Friday, March 10, 2006

The Guardian Saturday Web Page last week included a statement by Emily Bell that the website Guardian Unlimited "will break even for the first time this financial year", largely through advertising revenue. The official Media pages on a Monday still have long articles about the mysterious decline in newspaper hard copy circulations. There is still not much about the numbers of paid subscriptions for the digital editions. We do know that the FT has about 80,000 paid subs to the full website. But in reporting the recent recovery of the FT to profit there was no breakdown i could find in the Guardian or anywhere about the numbers for web and print advertising. It is as if print journalists would prefer not to write about the switch to the web. It could be that much more is happening than appears.

The IPEX show will include some statement along the lines that print is now part of digital communication and that companies need to offer a full range of services. There will still be parts of the exhibits that appear to continue as on previous occasions.
OhmyNews have published my report on the London Book Fair.

This concentrates on Google Book Search and the benefits for the back list titles that are only available in small quantities. I wrote a bit about e-books. There was almost no publicity for them on the main stands. There was an 'e-content pavilion', aimed at academic libraries. Apparently many journals are now online and one of the meetings suggested that publishers would try to switch all journal publishing online so that the costs of print publishing can be avoided. So why is it that e-books for a general public were nowhere to be seen? ( Some Taylor and Francis titles are available for individuals but I don't think anyone other than specialists would have found the stand. Like Elsevier and Wiley there was one main stand for books and a more or less hidden bit for 'e-content'.

there is already one comment on my OhmyNews story, pointing out that there are a lot of free documents in PDF format downloaded on the web, including classic texts that are out of copyright. I could have written more about this but it would have been speculation. My guess is that the acceptance for e-books has progressed significantly though publishers are still not prepared to take a risk in promotion or else would prefer to think that books will continue as they are used to. It seems odd that library journals have developed in a different way.
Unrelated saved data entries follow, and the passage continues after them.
use serde::{Deserialize, Serialize};

use crate::contract::ResultContract;
use crate::domain::AnalysisDomain;
use crate::domains::workout::{FitnessLevel, WorkoutType};
use crate::reliability::{AnalysisEvidence, ImageQuality};

#[derive(Debug, Clone, PartialEq, Eq, Serialize, Deserialize)]
#[serde(rename_all = "camelCase")]
pub struct ExerciseInput {
    pub workout_type: WorkoutType,
    pub fitness_level: FitnessLevel,
    pub session_minutes: u16,
    #[serde(default)]
    pub equipment: Vec<String>,
    #[serde(default)]
    pub injuries: Vec<String>,
    #[serde(default)]
    pub target_areas: Vec<String>,
}

#[derive(Debug, Clone, PartialEq, Eq, Serialize, Deserialize)]
#[serde(rename_all = "camelCase")]
pub struct PlannedExercise {
    pub name: String,
    pub target_area: String,
    pub sets: u8,
    #[serde(default)]
    pub reps: Option<u16>,
    #[serde(default)]
    pub duration_seconds: Option<u32>,
    pub rest_seconds: u16,
    pub instructions: String,
}

impl PlannedExercise {
    /// Seconds of work plus rest, assuming three seconds per repetition.
    pub fn estimated_seconds(&self) -> u32 {
        let per_set = self
            .duration_seconds
            .unwrap_or_else(|| u32::from(self.reps.unwrap_or(0)) * 3);
        u32::from(self.sets) * (per_set + u32::from(self.rest_seconds))
    }
}

#[derive(Debug, Clone, PartialEq, Eq, Serialize, Deserialize)]
#[serde(rename_all = "camelCase")]
pub struct ExercisePlan {
    pub title: String,
    pub difficulty: FitnessLevel,
    pub total_minutes: u16,
    pub warm_up: Vec<PlannedExercise>,
    pub main_set: Vec<PlannedExercise>,
    pub cool_down: Vec<PlannedExercise>,
    pub form_tips: Vec<String>,
    #[serde(default, skip_serializing_if = "Option::is_none")]
    pub image_quality: Option<ImageQuality>,
    #[serde(default, skip_serializing_if = "Option::is_none")]
    pub analysis_evidence: Option<AnalysisEvidence>,
}

impl ExercisePlan {
    pub fn exercises(&self) -> impl Iterator<Item = &PlannedExercise> {
        self.warm_up
            .iter()
            .chain(self.main_set.iter())
            .chain(self.cool_down.iter())
    }
}

impl ResultContract for ExercisePlan {
    const DOMAIN: AnalysisDomain = AnalysisDomain::ExerciseRecommendation;
    const REQUIRED_FIELDS: &'static [&'static str] = &[
        "title",
        "difficulty",
        "totalMinutes",
        "warmUp",
        "mainSet",
        "coolDown",
        "formTips",
    ];

    fn image_quality(&self) -> Option<&ImageQuality> {
        self.image_quality.as_ref()
    }
}
use serde::{Deserialize, Serialize};

use crate::contract::ResultContract;
use crate::domain::AnalysisDomain;
use crate::reliability::ImageQuality;

#[derive(Debug, Clone, Copy, PartialEq, Eq, Hash, Serialize, Deserialize)]
#[serde(rename_all = "snake_case")]
pub enum Season {
    Spring,
    Summer,
    Autumn,
    Winter,
}

impl Season {
    pub const ALL: [Season; 4] = [Season::Spring, Season::Summer, Season::Autumn, Season::Winter];

    /// Spring and autumn are warm seasons, summer and winter are cool.
    pub fn undertone(self) -> Undertone {
        match self {
            Season::Spring | Season::Autumn => Undertone::Warm,
            Season::Summer | Season::Winter => Undertone::Cool,
        }
    }

    pub fn as_str(self) -> &'static str {
        match self {
            Season::Spring => "spring",
            Season::Summer => "summer",
            Season::Autumn => "autumn",
            Season::Winter => "winter",
        }
    }
}

#[derive(Debug, Clone, Copy, PartialEq, Eq, Hash, Serialize, Deserialize)]
#[serde(rename_all = "snake_case")]
pub enum Undertone {
    Warm,
    Cool,
}

impl Undertone {
    pub fn as_str(self) -> &'static str {
        match self {
            Undertone::Warm => "warm",
            Undertone::Cool => "cool",
        }
    }
}

#[derive(Debug, Clone, Copy, PartialEq, Eq, Serialize, Deserialize)]
#[serde(rename_all = "snake_case")]
pub enum VeinColor {
    Blue,
    Purple,
    Green,
    Olive,
    Mixed,
    Unclear,
}

#[derive(Debug, Clone, Copy, PartialEq, Eq, Serialize, Deserialize)]
#[serde(rename_all = "snake_case")]
pub enum ContrastLevel {
    Low,
    Medium,
    High,
    VeryHigh,
}

#[derive(Debug, Clone, Copy, PartialEq, Eq, Serialize, Deserialize)]
#[serde(rename_all = "snake_case")]
pub enum SunReaction {
    Burns,
    Tans,
    Both,
}

#[derive(Debug, Clone, Default, PartialEq, Eq, Serialize, Deserialize)]
#[serde(rename_all = "camelCase")]
pub struct PersonalColorInput {
    #[serde(default)]
    pub natural_hair_color: Option<String>,
    #[serde(default)]
    pub eye_color: Option<String>,
    #[serde(default)]
    pub sun_reaction: Option<SunReaction>,
    #[serde(default)]
    pub preferred_colors: Vec<String>,
}

#[derive(Debug, Clone, PartialEq, Eq, Serialize, Deserialize)]
#[serde(rename_all = "camelCase")]
pub struct PersonalColorEvidence {
    pub vein_color: VeinColor,
    pub skin_brightness: String,
    pub hair_color: String,
    pub eye_color: String,
    pub contrast: ContrastLevel,
    #[serde(default)]
    pub wrist_image_used: bool,
}

#[derive(Debug, Clone, PartialEq, Eq, Serialize, Deserialize)]
#[serde(rename_all = "camelCase")]
pub struct PersonalColorAnalysis {
    pub season: Season,
    pub undertone: Undertone,
    pub confidence: u8,
    pub best_colors: Vec<String>,
    pub avoid_colors: Vec<String>,
    #[serde(default)]
    pub makeup_tips: Vec<String>,
    pub summary: String,
    #[serde(default, skip_serializing_if = "Option::is_none")]
    pub image_quality: Option<ImageQuality>,
    #[serde(default, skip_serializing_if = "Option::is_none")]
    pub analysis_evidence: Option<PersonalColorEvidence>,
}

impl ResultContract for PersonalColorAnalysis {
    const DOMAIN: AnalysisDomain = AnalysisDomain::PersonalColor;
    const REQUIRED_FIELDS: &'static [&'static str] = &[
        "season",
        "undertone",
        "confidence",
        "bestColors",
        "avoidColors",
        "summary",
    ];

    fn image_quality(&self) -> Option<&ImageQuality> {
        self.image_quality.as_ref()
    }

    fn check_invariants(&self) -> Result<(), String> {
        let expected = self.season.undertone();
        if self.undertone != expected {
            return Err(format!(
                "season {} has a {} undertone, got {}",
                self.season.as_str(),
                expected.as_str(),
                self.undertone.as_str()
            ));
        }
        Ok(())
    }
}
I did mention a statement by Alberto Vitale, interviewed in the Publishing News Daily. He was described as "the driving force behind the now-forgotten Frankfurt e-book awards" and has recently studied Chinese policy on developing e-books rather than building libraries. He said "I think Western publishers need to have a broad vision, not a 'Gutenburg' vision." The e-book awards ran between 2000 and 2002, roughly the period that the dot com crash worked through to publisher attention. Bear in mind that to develop an argument to book length takes a number of years. The actual internet has continued to develop and there may be another promotional chance for e-books coming up soon. The file sizes are not a problem, compared to sound files or video. Mobile screens may get more available, such as the Sony Reader. Maybe e-books will arrive at the London Book Fair by surprise one day.